┌──
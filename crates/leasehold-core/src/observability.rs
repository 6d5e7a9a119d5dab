use serde::{Deserialize, Serialize};

use crate::domain::{AttemptReport, AttemptState};

/// Snapshot of a queue by visibility.
#[derive(Debug, Clone, Copy, Default, PartialEq, Eq, Serialize, Deserialize)]
pub struct QueueCounts {
    /// Receivable right now.
    pub visible: usize,
    /// Held under an unexpired lease.
    pub leased: usize,
}

impl QueueCounts {
    pub fn total(&self) -> usize {
        self.visible + self.leased
    }
}

/// What one poll loop did before it stopped.
#[derive(Debug, Clone, Copy, Default, PartialEq, Eq, Serialize, Deserialize)]
pub struct ProcessorCounts {
    pub completed: usize,
    pub failed: usize,
    /// Receives that came back empty and triggered an idle wait.
    pub empty_polls: usize,
    /// Completed attempts whose delete was rejected.
    pub delete_failures: usize,
    pub renewals: usize,
}

impl ProcessorCounts {
    pub fn received(&self) -> usize {
        self.completed + self.failed
    }

    pub fn record(&mut self, report: &AttemptReport) {
        match report.state {
            AttemptState::Completed => self.completed += 1,
            AttemptState::Failed => self.failed += 1,
            // not reported by the coordinator
            AttemptState::Received | AttemptState::Processing => {}
        }
        if report.delete_failed {
            self.delete_failures += 1;
        }
        self.renewals += report.renewals as usize;
    }
}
└──
* _What you have to do_
Reproduce the listing above in full, word for word.

* _Result of this exercise_
filename crates/leasehold-core/src/observability.rs
repository 6d5e7a9a119d5dab
use serde::{Deserialize, Serialize};

use crate::domain::{AttemptReport, AttemptState};

/// Snapshot of a queue by visibility.
#[derive(Debug, Clone, Copy, Default, PartialEq, Eq, Serialize, Deserialize)]
pub struct QueueCounts {
    /// Receivable right now.
    pub visible: usize,
    /// Held under an unexpired lease.
    pub leased: usize,
}

impl QueueCounts {
    pub fn total(&self) -> usize {
        self.visible + self.leased
    }
}

/// What one poll loop did before it stopped.
#[derive(Debug, Clone, Copy, Default, PartialEq, Eq, Serialize, Deserialize)]
pub struct ProcessorCounts {
    pub completed: usize,
    pub failed: usize,
    /// Receives that came back empty and triggered an idle wait.
    pub empty_polls: usize,
    /// Completed attempts whose delete was rejected.
    pub delete_failures: usize,
    pub renewals: usize,
}

impl ProcessorCounts {
    pub fn received(&self) -> usize {
        self.completed + self.failed
    }

    pub fn record(&mut self, report: &AttemptReport) {
        match report.state {
            AttemptState::Completed => self.completed += 1,
            AttemptState::Failed => self.failed += 1,
            // not reported by the coordinator
            AttemptState::Received | AttemptState::Processing => {}
        }
        if report.delete_failed {
            self.delete_failures += 1;
        }
        self.renewals += report.renewals as usize;
    }
}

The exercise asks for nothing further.